Data items:
use std::collections::BTreeMap;
use std::sync::{Arc, Mutex};

use axum::response::Response;
use serde_json::Value;

use crate::calibration::{CalibrationSettings, GroundTruth, IncidentId, ResolvedOutcome};
use crate::engine::{AnswerSet, EngineConfig};
use crate::triage::repository::{OutcomeRepository, RepositoryError};
use crate::triage::service::{OutcomeSubmission, TriageService};
use crate::triage::triage_router;
use crate::versions::ConfigurationRegistry;

pub(super) fn registry() -> Arc<ConfigurationRegistry> {
    Arc::new(ConfigurationRegistry::new(
        EngineConfig::embedded_default().expect("default config"),
    ))
}

pub(super) fn build_service() -> (TriageService<MemoryRepository>, Arc<MemoryRepository>) {
    let repository = Arc::new(MemoryRepository::default());
    let service = TriageService::new(
        registry(),
        repository.clone(),
        CalibrationSettings::default(),
        3,
    );
    (service, repository)
}

pub(super) fn ransomware_answers() -> AnswerSet {
    AnswerSet::new()
        .with("q_ransomware", "yes")
        .with("q_alert_source", "edr_high")
}

pub(super) fn submission(id: &str, resolution: Option<GroundTruth>) -> OutcomeSubmission {
    OutcomeSubmission {
        incident_id: IncidentId(id.to_string()),
        answers: ransomware_answers(),
        resolution,
    }
}

/// Six confirmed ransomware incidents: enough evidence to move the ransomware weights.
pub(super) fn seed_true_positives(service: &TriageService<MemoryRepository>) {
    for index in 0..6 {
        service
            .record_outcome(submission(
                &format!("inc-{index:03}"),
                Some(GroundTruth::TruePositive),
            ))
            .expect("outcome recorded");
    }
}

#[derive(Default, Clone)]
pub(super) struct MemoryRepository {
    pub(super) records: Arc<Mutex<BTreeMap<IncidentId, ResolvedOutcome>>>,
}

impl OutcomeRepository for MemoryRepository {
    fn insert(&self, outcome: ResolvedOutcome) -> Result<ResolvedOutcome, RepositoryError> {
        let mut guard = self.records.lock().expect("repository mutex poisoned");
        if guard.contains_key(&outcome.incident_id) {
            return Err(RepositoryError::Conflict);
        }
        guard.insert(outcome.incident_id.clone(), outcome.clone());
        Ok(outcome)
    }

    fn fetch(&self, id: &IncidentId) -> Result<Option<ResolvedOutcome>, RepositoryError> {
        let guard = self.records.lock().expect("repository mutex poisoned");
        Ok(guard.get(id).cloned())
    }

    fn resolve(
        &self,
        id: &IncidentId,
        resolution: Option<GroundTruth>,
    ) -> Result<ResolvedOutcome, RepositoryError> {
        let mut guard = self.records.lock().expect("repository mutex poisoned");
        let outcome = guard.get_mut(id).ok_or(RepositoryError::NotFound)?;
        outcome.resolution = resolution;
        Ok(outcome.clone())
    }

    fn history(&self) -> Result<Vec<ResolvedOutcome>, RepositoryError> {
        let guard = self.records.lock().expect("repository mutex poisoned");
        Ok(guard.values().cloned().collect())
    }
}

pub(super) struct UnavailableRepository;

impl OutcomeRepository for UnavailableRepository {
    fn insert(&self, _outcome: ResolvedOutcome) -> Result<ResolvedOutcome, RepositoryError> {
        Err(RepositoryError::Unavailable("incident store offline".to_string()))
    }

    fn fetch(&self, _id: &IncidentId) -> Result<Option<ResolvedOutcome>, RepositoryError> {
        Err(RepositoryError::Unavailable("incident store offline".to_string()))
    }

    fn resolve(
        &self,
        _id: &IncidentId,
        _resolution: Option<GroundTruth>,
    ) -> Result<ResolvedOutcome, RepositoryError> {
        Err(RepositoryError::Unavailable("incident store offline".to_string()))
    }

    fn history(&self) -> Result<Vec<ResolvedOutcome>, RepositoryError> {
        Err(RepositoryError::Unavailable("incident store offline".to_string()))
    }
}

pub(super) async fn read_json_body(response: Response) -> Value {
    let body = axum::body::to_bytes(response.into_body(), 1 << 20)
        .await
        .expect("read body");
    serde_json::from_slice(&body).expect("json payload")
}

pub(super) fn router_with_service(service: TriageService<MemoryRepository>) -> axum::Router {
    triage_router(Arc::new(service))
}
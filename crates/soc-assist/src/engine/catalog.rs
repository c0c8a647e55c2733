use serde::Serialize;

use super::domain::{ModuleId, OptionId, QuestionId};
use super::model::EngineConfig;

/// Questionnaire grouped by module with weighted option scores for form previews.
#[derive(Debug, Clone, PartialEq, Serialize)]
pub struct ModuleCatalog {
    pub module_id: ModuleId,
    pub name: String,
    pub weight: f64,
    pub questions: Vec<QuestionCatalog>,
}

#[derive(Debug, Clone, PartialEq, Serialize)]
pub struct QuestionCatalog {
    pub question_id: QuestionId,
    pub text: String,
    pub weight: f64,
    pub tags: Vec<String>,
    pub options: Vec<OptionPreview>,
}

#[derive(Debug, Clone, PartialEq, Serialize)]
pub struct OptionPreview {
    pub option_id: OptionId,
    pub label: String,
    pub weighted_score: f64,
}

pub fn catalog(config: &EngineConfig) -> Vec<ModuleCatalog> {
    config
        .modules()
        .iter()
        .map(|module| ModuleCatalog {
            module_id: module.id.clone(),
            name: module.name.clone(),
            weight: module.weight,
            questions: config
                .module_questions(module)
                .map(|question| QuestionCatalog {
                    question_id: question.id.clone(),
                    text: question.text.clone(),
                    weight: question.weight,
                    tags: question.tags.clone(),
                    options: question
                        .options
                        .iter()
                        .map(|option| OptionPreview {
                            option_id: option.id.clone(),
                            label: option.label.clone(),
                            weighted_score: f64::from(option.score)
                                * question.weight
                                * module.weight,
                        })
                        .collect(),
                })
                .collect(),
        })
        .collect()
}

WHAT YOU ARE ASKED TO DO: Line count for "expect": say how many lines of the entries above include that word, and give only the number.

ANSWER AREA: 8